もしかしたら剛も俺を殺すために優しく振る舞っているのか?
命が狙われてるとなると、全ての人物が信じられなくなる。
早く…剛…来てくれ…。
剛だけは信じられる。剛はどんな状況でも信じてくれた。
あの…ときも…。
ドンドン!
「おい和也!俺だ!」
剛が来た。ドアがドンドンと唸る。インターホンが無いアパートだから、剛独特のノックだって分かる。
「おい…」
ノックの音が途絶えた。あれ…?
急な沈黙が訪れた。シーンと静まり返る俺の部屋。何か起きたのか?
俺はやや早足で玄関に向かう。
外に出れば殺されるかもしれない。でも、剛の命の方が大事だ。
だって、あの時も…。
高校時代、剛と一緒に帰ってる時。
「おい、和也、見てみろよ」
剛がはしゃぎながら駆け足で急ぐ。この時は夏真っ盛りだから暑くて頭が壊れたのかと思ったが、剛の目的はバイクだった。
高校生にとって、バイクは憧れの存在で、バイクの改造をする為にバイトする奴らもたくさんいた。
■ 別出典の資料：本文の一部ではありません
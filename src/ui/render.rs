use ratatui::{
    layout::{Constraint, Direction, Layout, Rect},
    style::Style,
    text::{Line, Span},
    widgets::{Block, Borders, Clear, Paragraph},
    Frame,
};

use crate::app::{App, AppState};
use crate::routes::View;

use super::screens::{home, login};
use super::{centered_rect_fixed, styles};

pub fn render(frame: &mut Frame, app: &App) {
    let chunks = Layout::default()
        .direction(Direction::Vertical)
        .constraints([
            Constraint::Length(3), // Title bar
            Constraint::Min(10),   // Main content
            Constraint::Length(2), // Status bar
        ])
        .split(frame.area());

    render_title_bar(frame, app, chunks[0]);
    render_main_content(frame, app, chunks[1]);
    render_status_bar(frame, app, chunks[2]);

    // Render overlays
    match app.state {
        AppState::ShowingHelp => render_help_overlay(frame),
        AppState::ConfirmingQuit => render_quit_overlay(frame),
        AppState::EnteringPath => render_path_overlay(frame, app),
        AppState::Normal | AppState::Quitting => {}
    }
}

fn render_title_bar(frame: &mut Frame, app: &App, area: Rect) {
    let title = "  Gatekeeper";
    let route_hint = format!("{}  [?] Help", app.route.path);

    let title_line = Line::from(vec![
        Span::styled(title, styles::title_style()),
        Span::raw(" ".repeat(
            (area.width as usize).saturating_sub(title.len() + route_hint.len() + 2),
        )),
        Span::styled(route_hint, styles::muted_style()),
    ]);

    let block = Block::default()
        .borders(Borders::BOTTOM)
        .border_style(styles::muted_style());

    frame.render_widget(Paragraph::new(title_line).block(block), area);
}

fn render_main_content(frame: &mut Frame, app: &App, area: Rect) {
    match app.view() {
        View::Home => home::render(frame, app, area),
        View::Login => login::render(frame, app, area),
    }
}

fn render_status_bar(frame: &mut Frame, app: &App, area: Rect) {
    let shortcuts = match app.view() {
        View::Home => "[l]ogout | [g]o to | [q]uit",
        View::Login => "[Ctrl+C] quit",
    };

    let left_text = match app.status_message {
        Some(ref msg) => format!(" {} ", msg),
        None if app.is_authenticated() => " Signed in ".to_string(),
        None => " Not signed in ".to_string(),
    };
    let right_text = format!(" {} ", shortcuts);

    let padding_len = (area.width as usize)
        .saturating_sub(left_text.chars().count())
        .saturating_sub(right_text.len());
    let status_line = Line::from(vec![
        Span::styled(left_text, styles::muted_style()),
        Span::raw(" ".repeat(padding_len)),
        Span::styled(right_text, styles::muted_style()),
    ]);

    frame.render_widget(
        Paragraph::new(status_line).style(styles::status_bar_style()),
        area,
    );
}

fn render_help_overlay(frame: &mut Frame) {
    let area = centered_rect_fixed(46, 12, frame.area());
    frame.render_widget(Clear, area);

    let entries = [
        ("l", "Log out"),
        ("g", "Go to a path"),
        ("?", "Toggle this help"),
        ("q", "Quit"),
        ("Tab", "Next login field"),
        ("Esc", "Dismiss login error"),
        ("Ctrl+C", "Quit immediately"),
    ];

    let mut lines = vec![
        Line::from(Span::styled("  Keyboard shortcuts", styles::title_style())),
        Line::from(""),
    ];
    for (key, desc) in entries {
        lines.push(Line::from(vec![
            Span::styled(format!("  {:<8}", key), styles::help_key_style()),
            Span::styled(desc, styles::help_desc_style()),
        ]));
    }

    let block = Block::default()
        .borders(Borders::ALL)
        .border_style(styles::border_style(true))
        .style(Style::default());

    frame.render_widget(Paragraph::new(lines).block(block), area);
}

fn render_path_overlay(frame: &mut Frame, app: &App) {
    let area = centered_rect_fixed(46, 6, frame.area());
    frame.render_widget(Clear, area);

    let lines = vec![
        Line::from(Span::styled("  Go to path", styles::title_style())),
        Line::from(""),
        Line::from(vec![
            Span::styled("  > ", styles::muted_style()),
            Span::styled(format!("{}▌", app.path_input), styles::selected_style()),
        ]),
        Line::from(Span::styled(
            "  [Enter] go  [Esc] cancel",
            styles::muted_style(),
        )),
    ];

    let block = Block::default()
        .borders(Borders::ALL)
        .border_style(styles::border_style(true))
        .style(Style::default());

    frame.render_widget(Paragraph::new(lines).block(block), area);
}

fn render_quit_overlay(frame: &mut Frame) {
    let area = centered_rect_fixed(46, 6, frame.area());
    frame.render_widget(Clear, area);

    let lines = vec![
        Line::from(Span::styled(
            "   Are you sure you want to quit?",
            styles::highlight_style(),
        )),
        Line::from(""),
        Line::from(vec![
            Span::styled("   Press ", styles::muted_style()),
            Span::styled("[Y]", styles::help_key_style()),
            Span::styled(" to quit, ", styles::muted_style()),
            Span::styled("[N]", styles::help_key_style()),
            Span::styled(" to cancel", styles::muted_style()),
        ]),
    ];

    let block = Block::default()
        .borders(Borders::ALL)
        .border_style(styles::border_style(true))
        .style(Style::default());

    frame.render_widget(Paragraph::new(lines).block(block), area);
}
俺らがいた高校はバイトもバイクも禁止だったからめちゃめちゃつまらなかった。
別に許可証を提出すればバイクもバイトも出来るけど、バイクを使う程家も遠くないし、バイトをしなきゃならない程家計が苦しい訳でもない。
だから許可も貰えず、つまらない青春だった。
「すげーかっこいい。雑誌に載ってた新車だぜ」
「うわ、マジだ。かっこよすぎじゃねーか」
ハンドルからタイヤ、とにかく全てがかっこよくて、すげー欲しくなった。
「あれ?」
よく見ると、このバイクに鍵が付いている。すぐ済む用事なのかもしれない。
それにしても不用心だなぁ。盗難されたらどうするんだよ。まぁ、わからせてやるのもいいかもな。
「剛、これ乗って帰るべ」
「はぁ?何考えてるんだよ?この前もバイク盗んだ高校生がリンチされて死んだだろ?」
「大丈夫だべ?そこに置いておけばバレねぇし」
「いいじゃん、いいじゃん。俺こんな事してみたかったし」
「おい!マジで」
俺は鍵を回した。キュルルと、エンジンの起動音が耳を貫く。
やがて、エンジンが点くと、一瞬やっぱりいけないかもしれない。と思ったけど、新車の気持ち良さを感じたいのか、すぐ消し去った。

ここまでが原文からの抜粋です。